Is this the JIRA you were referring to? [1]
I see that there are some improvements that have been done here [2].
I guess bug reports like this [3] are also related to the same scenario.
Is there anyone working on this?
Best
[1] https://issues.apache.org/jira/browse/ARROW5454
[2] https://github.com/apache/arrow/pull/8823
[3] https://issues.apache.org/jira/browse/ARROW10799
On Fri, Jan 15, 2021 at 10:38 AM Wes McKinney <wesmckinn@gmail.com> wrote:
> You can do that, but note that the implementation is currently not
> efficient, see
>
>
> https://github.com/apache/arrow/blob/master/cpp/src/arrow/compute/kernels/vector_selection.cc#L1909
>
> Rather than preconcatenating the chunks (which can easily fail) and
> then invoking Take on the resulting concatenated Array, it would be
> better to do a O(N log K) take on the chunks directly, where N is the
> number of take indices and K is the number of chunks.
>
> For example, if you have chunks of size
>
> 10
> 50
> 100
> 20
>
> then the algorithm computes the following offset table:
>
> 0
> 10
> 60
> 160
> 180
>
> Indices relative to the whole ChunkedArray are translated to (chunk
> number, intrachunk index), for example:
>
> take with [5, 40, 100, 170] is translated by doing binary searches in
> the offset table to:
>
> (chunk=0, relative_index=5)
> (1, 30)
> (2, 40)
> (3, 10)
>
> Consecutive indices from the same chunk are batched together and then
> Take is invoked on the respective chunk (with boundschecking disabled)

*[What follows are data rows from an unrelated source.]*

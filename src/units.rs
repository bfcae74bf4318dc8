//! Unit name normalization.
//!
//! Unit names in inventories come in many spellings (`M/S`, `Volts`,
//! `COUNTS`). Names are lower-cased unless they are one of the known names
//! whose canonical form mixes case. Unknown results are reported but kept.

use std::collections::{BTreeMap, HashSet};
use std::sync::OnceLock;

use serde::Serialize;

use crate::binding::{BoundObject, Entry};
use crate::casting::Value;
use crate::diagnostics::Diagnostics;
use crate::schema::TypeId;

const TARGET: &str = "units";

/// Every unit name the normalizer considers canonical
pub const KNOWN_UNITS: &[&str] = &[
    "meter", "m", "m/s", "m/s**2", "centimeter", "cm", "cm/s", "cm/s**2", "millimeter", "mm",
    "mm/s", "mm/s**2", "mm/hour", "micrometer", "um", "um/s", "um/s**2", "nanometer", "nm",
    "nm/s", "nm/s**2", "second", "s", "millisecond", "ms", "microsecond", "us", "nanosecond",
    "ns", "minute", "min", "hour", "radian", "rad", "microradian", "urad", "nanoradian", "nrad",
    "rad/s", "rad/s**2", "degree", "deg", "kelvin", "K", "celsius", "degC", "candela", "cd",
    "pascal", "Pa", "kilopascal", "kPa", "hectopascal", "hPa", "bar", "millibar", "mbar",
    "ampere", "A", "milliamp", "mA", "volt", "V", "millivolt", "mV", "microvolt", "uV", "ohm",
    "hertz", "Hz", "newton", "N", "joule", "J", "tesla", "T", "nanotesla", "nT", "strain",
    "m/m", "m**3/m**3", "cm/cm", "mm/mm", "um/um", "nm/nm", "microstrain", "watt", "W",
    "milliwatt", "mW", "V/m", "W/m**2", "gap", "reboot", "byte", "bit", "bit/s", "percent", "%",
    "count", "counts", "number", "unitless",
];

fn known_units() -> &'static HashSet<&'static str> {
    static KNOWN: OnceLock<HashSet<&'static str>> = OnceLock::new();
    KNOWN.get_or_init(|| KNOWN_UNITS.iter().copied().collect())
}

/// Known names that are not all lower case
fn units_with_caps() -> &'static HashSet<&'static str> {
    static CAPS: OnceLock<HashSet<&'static str>> = OnceLock::new();
    CAPS.get_or_init(|| {
        KNOWN_UNITS
            .iter()
            .copied()
            .filter(|name| name.chars().any(|c| c.is_ascii_uppercase()))
            .collect()
    })
}

pub fn is_known_unit(name: &str) -> bool {
    known_units().contains(name)
}

/// Canonical spelling of `name` and whether it differs from the input
pub fn normalize(name: &str) -> (String, bool) {
    if units_with_caps().contains(name) {
        return (name.to_string(), false);
    }
    let lower = name.to_lowercase();
    let changed = lower != name;
    (lower, changed)
}

/// Summary of a document-wide clean-up
#[derive(Debug, Clone, Default, PartialEq, Eq, Serialize)]
pub struct UnitChanges {
    pub count: usize,
    /// Original name to normalized name
    pub changes: BTreeMap<String, String>,
    /// Normalized names that are not known units
    pub unknown: Vec<String>,
}

fn clean_units_object(units: &mut BoundObject, changes: &mut UnitChanges, diagnostics: &dyn Diagnostics) {
    let Some(name) = units.text("Name").map(str::to_string) else {
        return;
    };
    let (normalized, changed) = normalize(&name);
    if !is_known_unit(&normalized) {
        diagnostics.warn(TARGET, &format!("unknown unit: {}", normalized));
        if !changes.unknown.contains(&normalized) {
            changes.unknown.push(normalized.clone());
        }
    }
    if !changed {
        return;
    }
    diagnostics.debug(TARGET, &format!("{} -> {}", name, normalized));
    // Units has a text Name element, so this cannot fail
    if units.set("Name", Value::Text(normalized.clone())).is_ok() {
        changes.count += 1;
        changes.changes.insert(name, normalized);
    }
}

fn walk(obj: &mut BoundObject, changes: &mut UnitChanges, diagnostics: &dyn Diagnostics) {
    if obj.type_id() == TypeId::Units {
        clean_units_object(obj, changes, diagnostics);
        return;
    }
    for (_, slot) in obj.fields_mut() {
        for entry in slot.entries_mut() {
            if let Entry::Object(child) = entry {
                walk(child, changes, diagnostics);
            }
        }
    }
}

/// Normalize every `Units` object reachable from `root`
pub fn clean_unit_names(root: &mut BoundObject, diagnostics: &dyn Diagnostics) -> UnitChanges {
    let mut changes = UnitChanges::default();
    walk(root, &mut changes, diagnostics);
    log::info!("normalized {} unit names", changes.count);
    changes
}
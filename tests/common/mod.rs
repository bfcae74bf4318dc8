#![allow(dead_code)]

pub mod fixtures;

use std::path::{Path, PathBuf};

use tempfile::TempDir;

use stationxml_nrl::library::LibraryLayout;

pub use fixtures::*;

/// Relative paths of the files in the test library
pub const SENSOR_FILE: &str = "sensors/guralp/RESP.XX.NS001..BHZ.CMG3T.120.1500";
pub const OTHER_SENSOR_FILE: &str = "sensors/streckeisen/RESP.XX.NS007..BHZ.STS2.120.1500";
pub const LOGGER_FILE: &str = "dataloggers/reftek/RESP.XX.NR001..HHZ.130.1.40";
pub const FAST_LOGGER_FILE: &str = "dataloggers/reftek/RESP.XX.NR002..HHZ.130.1.100";
pub const BROKEN_FILE: &str = "sensors/broken/RESP.XX.NS099..BHZ.BROKEN";

/// A throwaway NRL tree: two sensors, two dataloggers and one file that
/// does not parse
pub struct TestLibrary {
    pub dir: TempDir,
    pub layout: LibraryLayout,
}

impl TestLibrary {
    pub fn new() -> Self {
        let dir = TempDir::new().expect("Failed to create temp dir");
        let layout = LibraryLayout::new(dir.path());
        let library = Self { dir, layout };
        library.write(SENSOR_FILE, SENSOR_RESP);
        library.write(OTHER_SENSOR_FILE, OTHER_SENSOR_RESP);
        library.write(LOGGER_FILE, &logger_resp(40.0));
        library.write(FAST_LOGGER_FILE, &logger_resp(100.0));
        library
    }

    pub fn with_broken_file(self) -> Self {
        self.write(BROKEN_FILE, BROKEN_RESP);
        self
    }

    pub fn write(&self, relative: &str, content: &str) -> PathBuf {
        let path = self.dir.path().join(relative);
        if let Some(parent) = path.parent() {
            std::fs::create_dir_all(parent).expect("Failed to create library dir");
        }
        std::fs::write(&path, content).expect("Failed to write library file");
        path
    }

    pub fn root(&self) -> &Path {
        self.dir.path()
    }

    pub fn path(&self, relative: &str) -> PathBuf {
        self.dir.path().join(relative)
    }
}

/// Write `content` into `dir` and return its path
pub fn write_fixture(dir: &Path, name: &str, content: &str) -> PathBuf {
    let path = dir.join(name);
    std::fs::write(&path, content).expect("Failed to write test file");
    path
}
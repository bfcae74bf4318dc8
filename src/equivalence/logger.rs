use super::check::{Check, CheckResult, check_int_equal, check_multiple};
use super::sensor::gain_against_blockette;
use super::view::{ResponseView, StageView};
use super::{EquivalenceResult, StageAlignment};
use crate::error::RespResult;
use crate::resp::{Blockette, COEFFICIENTS, DECIMATION, GAIN, find_blockette, last_stage};

/// Library datalogger files place the analog to digital converter at
/// stage 3, after the sensor (1) and the preamplifier (2). This is a
/// convention of the library, not something derived from the file.
pub const LIBRARY_ADC_STAGE: i64 = 3;

/// Preamplifier stage of library datalogger files
pub const LIBRARY_PREAMP_STAGE: i64 = LIBRARY_ADC_STAGE - 1;

fn column(blockette: &Blockette, field: &str, row: usize) -> Option<f64> {
    blockette.rows(field).get(row).and_then(|r| r.column(1))
}

/// Stage decimation against blockette 057
fn decimation_against_blockette(stage: &StageView, b57: &Blockette) -> CheckResult {
    let Some(decimation) = &stage.decimation else {
        return CheckResult::mismatch(format!(
            "no Decimation in stage {} to match blockette {}",
            stage.number,
            b57.kind()
        ));
    };
    check_multiple([
        Check::float("Input Samp Rate", decimation.input_sample_rate, b57.number("04")),
        Check::int("Factor", decimation.factor, b57.integer("05")),
    ])
}

/// Stage coefficients against blockette 054
fn coefficients_against_blockette(stage: &StageView, b54: &Blockette) -> CheckResult {
    let Some(coefficients) = &stage.coefficients else {
        return CheckResult::mismatch(format!(
            "no Coefficients in stage {} to match blockette {}",
            stage.number,
            b54.kind()
        ));
    };

    let result = check_multiple([
        Check::int(
            "Num numerators",
            Some(coefficients.numerators.len() as i64),
            b54.integer("07"),
        ),
        Check::int(
            "Num denominators",
            Some(coefficients.denominators.len() as i64),
            b54.integer("10"),
        ),
    ]);
    if !result.matched {
        return result;
    }

    let numerators = coefficients
        .numerators
        .iter()
        .enumerate()
        .map(|(i, v)| Check::float(format!("{} numerator", i), *v, column(b54, "08-09", i)));
    let denominators = coefficients
        .denominators
        .iter()
        .enumerate()
        .map(|(i, v)| Check::float(format!("{} denominator", i), *v, column(b54, "11-12", i)));
    check_multiple(numerators.chain(denominators))
}

/// Stage number of the analog to digital converter in the response: the
/// first coefficients stage taking volts to counts, or 0 when there is none
fn find_adc_stage(response: &ResponseView) -> i64 {
    response
        .stages
        .iter()
        .find(|s| {
            s.coefficients
                .as_ref()
                .is_some_and(|c| c.is_analog_to_digital())
        })
        .map(|s| s.number)
        .unwrap_or(0)
}

/// Compare the datalogger part of a response with a library datalogger file.
///
/// The stage counts after the converter must agree before any values are
/// compared. The preamplifier is compared by gain only; from the converter
/// on, gain, decimation and coefficients are compared stage by stage until
/// the library runs out of gain blockettes. On success the alignment holds
/// the preamplifier stage on both sides and the last library stage.
pub fn are_similar_logger(
    response: &ResponseView,
    library: &[Blockette],
) -> RespResult<EquivalenceResult> {
    if response.is_empty() {
        return Ok(EquivalenceResult::mismatch("no Stage in staxml"));
    }

    let adc_stage = find_adc_stage(response);
    let Some(library_last) = last_stage(library)? else {
        return Ok(EquivalenceResult::mismatch("no staged blockettes in resp"));
    };

    let result = check_int_equal(
        "num logger stages",
        response.len() as i64 - adc_stage,
        library_last - LIBRARY_ADC_STAGE,
    );
    if !result.matched {
        return Ok(EquivalenceResult::new(result, None));
    }

    let preamp_stage = adc_stage - 1;
    let Some(b58) = find_blockette(library, LIBRARY_PREAMP_STAGE, GAIN)? else {
        return Ok(EquivalenceResult::mismatch(format!(
            "Can't find b58 for preamp stage {}",
            LIBRARY_PREAMP_STAGE
        )));
    };
    let result = match response.stage(preamp_stage) {
        Some(stage) => gain_against_blockette(stage, b58),
        None => CheckResult::mismatch(format!("no stage {} in staxml", preamp_stage)),
    };
    if !result.matched {
        let result = result.context(format!("preamp stage {}: ", LIBRARY_PREAMP_STAGE));
        return Ok(EquivalenceResult::new(result, None));
    }

    let mut library_stage = LIBRARY_ADC_STAGE;
    let mut document_stage = adc_stage;
    let mut next_gain = find_blockette(library, library_stage, GAIN)?;
    if next_gain.is_none() {
        return Ok(EquivalenceResult::mismatch(format!(
            "stage {} blockette58 not found",
            library_stage
        )));
    }

    while let Some(b58) = next_gain {
        let Some(stage) = response.stage(document_stage) else {
            return Ok(EquivalenceResult::mismatch(format!(
                "more stages in resp than in staxml {} > {}",
                library_stage,
                response.len()
            )));
        };

        let result = gain_against_blockette(stage, b58);
        if !result.matched {
            return Ok(EquivalenceResult::new(
                result.context(format!("stage {}: ", document_stage)),
                None,
            ));
        }

        let Some(b57) = find_blockette(library, library_stage, DECIMATION)? else {
            return Ok(EquivalenceResult::mismatch(format!(
                "Can't find b57 for stage {}",
                library_stage
            )));
        };
        let result = decimation_against_blockette(stage, b57);
        if !result.matched {
            return Ok(EquivalenceResult::new(
                result.context(format!("stage {}: ", library_stage)),
                None,
            ));
        }

        if let Some(b54) = find_blockette(library, library_stage, COEFFICIENTS)? {
            let result = coefficients_against_blockette(stage, b54);
            if !result.matched {
                return Ok(EquivalenceResult::new(
                    result.context(format!("stage {}: ", library_stage)),
                    None,
                ));
            }
        }

        library_stage += 1;
        document_stage += 1;
        next_gain = find_blockette(library, library_stage, GAIN)?;
    }

    let consumed = document_stage - 1;
    if response.len() as i64 > consumed {
        return Ok(EquivalenceResult::mismatch(format!(
            "more stages in staxml than in resp {} > {}",
            response.len(),
            consumed
        )));
    }

    Ok(EquivalenceResult::new(
        CheckResult::ok(),
        Some(StageAlignment {
            document_stage: preamp_stage,
            library_stage: LIBRARY_PREAMP_STAGE,
            library_last_stage: Some(library_stage - 1),
        }),
    ))
}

> to select a chunk for the resulting output ChunkedArray.
>
> Might be helpful to copy this to the appropriate Jira (I'm sure there
> is one already) to assist the person who implements this.
>
> Thanks,
> Wes
>
> On Mon, Jan 11, 2021 at 10:01 AM Niranda Perera
> <niranda.perera@gmail.com> wrote:
> >
> > Hi all,
> >
> > I was wondering how the Take API works with ChunkedArrays?
> > ex: If we have a ChunkedArray[100] with Array1[50] and Array2[50]
> > so, if I want an element from each array, can I pass something like [10,
> 60] as the indices?
> >
> > 
>